----- Exercise inputs
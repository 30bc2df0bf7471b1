//! The bridge between actix-web and the Keystone route table.
//!
//! actix only ever sees a single default service, [`dispatch`]. It looks the request up in the [`AdminRoutes`] table,
//! collects the path captures and the caller identity left behind by the access gate, and calls the matching
//! [`Handler`]. A handler that panics is turned into a 500 response; the worker keeps serving.
use std::panic::AssertUnwindSafe;

use actix_web::{web, HttpMessage, HttpRequest, HttpResponse};
use futures::{future::LocalBoxFuture, FutureExt};
use keystone_engine::{Claims, GateError, PathParams, RouteTable};
use log::*;
use serde::de::DeserializeOwned;

use crate::errors::ServerError;

pub type HandlerResult = Result<HttpResponse, ServerError>;
pub type HandlerFuture = LocalBoxFuture<'static, HandlerResult>;
pub type Handler = fn(RequestContext) -> HandlerFuture;
pub type AdminRoutes = RouteTable<Handler>;

/// Everything a handler gets to see about the request it is serving.
pub struct RequestContext {
    /// The original request. Shared application state is reachable through [`RequestContext::app_data`].
    pub request: HttpRequest,
    pub body: web::Bytes,
    pub params: PathParams,
    /// The verified caller, for requests on protected routes.
    pub caller: Option<Claims>,
}

impl RequestContext {
    pub fn app_data<T: 'static>(&self) -> Result<&web::Data<T>, ServerError> {
        self.request.app_data::<web::Data<T>>().ok_or_else(|| {
            ServerError::InitializeError(format!("{} is not registered with the app", std::any::type_name::<T>()))
        })
    }

    pub fn param(&self, name: &str) -> Result<&str, ServerError> {
        self.params
            .get(name)
            .ok_or_else(|| ServerError::ValidationError(format!("Missing path parameter '{name}'")))
    }

    /// The verified caller. Protected handlers use this; the gate guarantees it is present on their routes.
    pub fn caller(&self) -> Result<&Claims, ServerError> {
        self.caller.as_ref().ok_or(ServerError::Unauthorized(GateError::MissingAuthHeader))
    }

    /// Parses the request body as JSON.
    pub fn json<T: DeserializeOwned>(&self) -> Result<T, ServerError> {
        serde_json::from_slice(&self.body)
            .map_err(|e| ServerError::ValidationError(format!("Request body is not valid JSON. {e}")))
    }
}

/// Wraps an `async fn(RequestContext) -> HandlerResult` in a plain function with the [`Handler`] signature, named
/// `<name>_handler`. Use the `impl Trait` form for handlers generic over a backend.
#[macro_export]
macro_rules! handler {
    ($name:ident) => {
        paste::paste! {
            pub fn [<$name _handler>](ctx: $crate::dispatch::RequestContext) -> $crate::dispatch::HandlerFuture {
                Box::pin($name(ctx))
            }
        }
    };
    ($name:ident impl $bound:path) => {
        paste::paste! {
            pub fn [<$name _handler>]<B>(ctx: $crate::dispatch::RequestContext) -> $crate::dispatch::HandlerFuture
            where B: $bound + 'static {
                Box::pin($name::<B>(ctx))
            }
        }
    };
}

/// The default service of the app: routes every request that made it past the access gate.
pub async fn dispatch(req: HttpRequest, body: web::Bytes, routes: web::Data<AdminRoutes>) -> HandlerResult {
    let method = req.method().as_str().to_string();
    let path = req.path().to_string();
    let Some(matched) = routes.find_by_name(&method, &path) else {
        debug!("💻️ No route for {method} {path}");
        return Err(ServerError::RouteNotFound(method, path));
    };
    let handler = *matched.handler();
    let caller = req.extensions().get::<Claims>().cloned();
    let ctx = RequestContext { request: req, body, params: matched.params, caller };
    // The handler is called inside the guarded future so that a panic before its first await is caught too.
    let guarded = AssertUnwindSafe(async move { handler(ctx).await }).catch_unwind();
    match guarded.await {
        Ok(result) => result,
        Err(panic) => {
            let reason = panic
                .downcast_ref::<&str>()
                .map(|s| s.to_string())
                .or_else(|| panic.downcast_ref::<String>().cloned())
                .unwrap_or_else(|| "unknown cause".into());
            error!("💻️ Handler for {method} {path} panicked: {reason}");
            Err(ServerError::InternalFault)
        },
    }
}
----------
** Directions **
Return the listing above in its entirety, word for word.

** Exercise output **
repository 30bc2df0bf7471b1
//! The bridge between actix-web and the Keystone route table.
//!
//! actix only ever sees a single default service, [`dispatch`]. It looks the request up in the [`AdminRoutes`] table,
//! collects the path captures and the caller identity left behind by the access gate, and calls the matching
//! [`Handler`]. A handler that panics is turned into a 500 response; the worker keeps serving.
use std::panic::AssertUnwindSafe;

use actix_web::{web, HttpMessage, HttpRequest, HttpResponse};
use futures::{future::LocalBoxFuture, FutureExt};
use keystone_engine::{Claims, GateError, PathParams, RouteTable};
use log::*;
use serde::de::DeserializeOwned;

use crate::errors::ServerError;

pub type HandlerResult = Result<HttpResponse, ServerError>;
pub type HandlerFuture = LocalBoxFuture<'static, HandlerResult>;
pub type Handler = fn(RequestContext) -> HandlerFuture;
pub type AdminRoutes = RouteTable<Handler>;

/// Everything a handler gets to see about the request it is serving.
pub struct RequestContext {
    /// The original request. Shared application state is reachable through [`RequestContext::app_data`].
    pub request: HttpRequest,
    pub body: web::Bytes,
    pub params: PathParams,
    /// The verified caller, for requests on protected routes.
    pub caller: Option<Claims>,
}

impl RequestContext {
    pub fn app_data<T: 'static>(&self) -> Result<&web::Data<T>, ServerError> {
        self.request.app_data::<web::Data<T>>().ok_or_else(|| {
            ServerError::InitializeError(format!("{} is not registered with the app", std::any::type_name::<T>()))
        })
    }

    pub fn param(&self, name: &str) -> Result<&str, ServerError> {
        self.params
            .get(name)
            .ok_or_else(|| ServerError::ValidationError(format!("Missing path parameter '{name}'")))
    }

    /// The verified caller. Protected handlers use this; the gate guarantees it is present on their routes.
    pub fn caller(&self) -> Result<&Claims, ServerError> {
        self.caller.as_ref().ok_or(ServerError::Unauthorized(GateError::MissingAuthHeader))
    }

    /// Parses the request body as JSON.
    pub fn json<T: DeserializeOwned>(&self) -> Result<T, ServerError> {
        serde_json::from_slice(&self.body)
            .map_err(|e| ServerError::ValidationError(format!("Request body is not valid JSON. {e}")))
    }
}

/// Wraps an `async fn(RequestContext) -> HandlerResult` in a plain function with the [`Handler`] signature, named
/// `<name>_handler`. Use the `impl Trait` form for handlers generic over a backend.
#[macro_export]
macro_rules! handler {
    ($name:ident) => {
        paste::paste! {
            pub fn [<$name _handler>](ctx: $crate::dispatch::RequestContext) -> $crate::dispatch::HandlerFuture {
                Box::pin($name(ctx))
            }
        }
    };
    ($name:ident impl $bound:path) => {
        paste::paste! {
            pub fn [<$name _handler>]<B>(ctx: $crate::dispatch::RequestContext) -> $crate::dispatch::HandlerFuture
            where B: $bound + 'static {
                Box::pin($name::<B>(ctx))
            }
        }
    };
}

/// The default service of the app: routes every request that made it past the access gate.
pub async fn dispatch(req: HttpRequest, body: web::Bytes, routes: web::Data<AdminRoutes>) -> HandlerResult {
    let method = req.method().as_str().to_string();
    let path = req.path().to_string();
    let Some(matched) = routes.find_by_name(&method, &path) else {
        debug!("💻️ No route for {method} {path}");
        return Err(ServerError::RouteNotFound(method, path));
    };
    let handler = *matched.handler();
    let caller = req.extensions().get::<Claims>().cloned();
    let ctx = RequestContext { request: req, body, params: matched.params, caller };
    // The handler is called inside the guarded future so that a panic before its first await is caught too.
    let guarded = AssertUnwindSafe(async move { handler(ctx).await }).catch_unwind();
    match guarded.await {
        Ok(result) => result,
        Err(panic) => {
            let reason = panic
                .downcast_ref::<&str>()
                .map(|s| s.to_string())
                .or_else(|| panic.downcast_ref::<String>().cloned())
                .unwrap_or_else(|| "unknown cause".into());
            error!("💻️ Handler for {method} {path} panicked: {reason}");
            Err(ServerError::InternalFault)
        },
    }
}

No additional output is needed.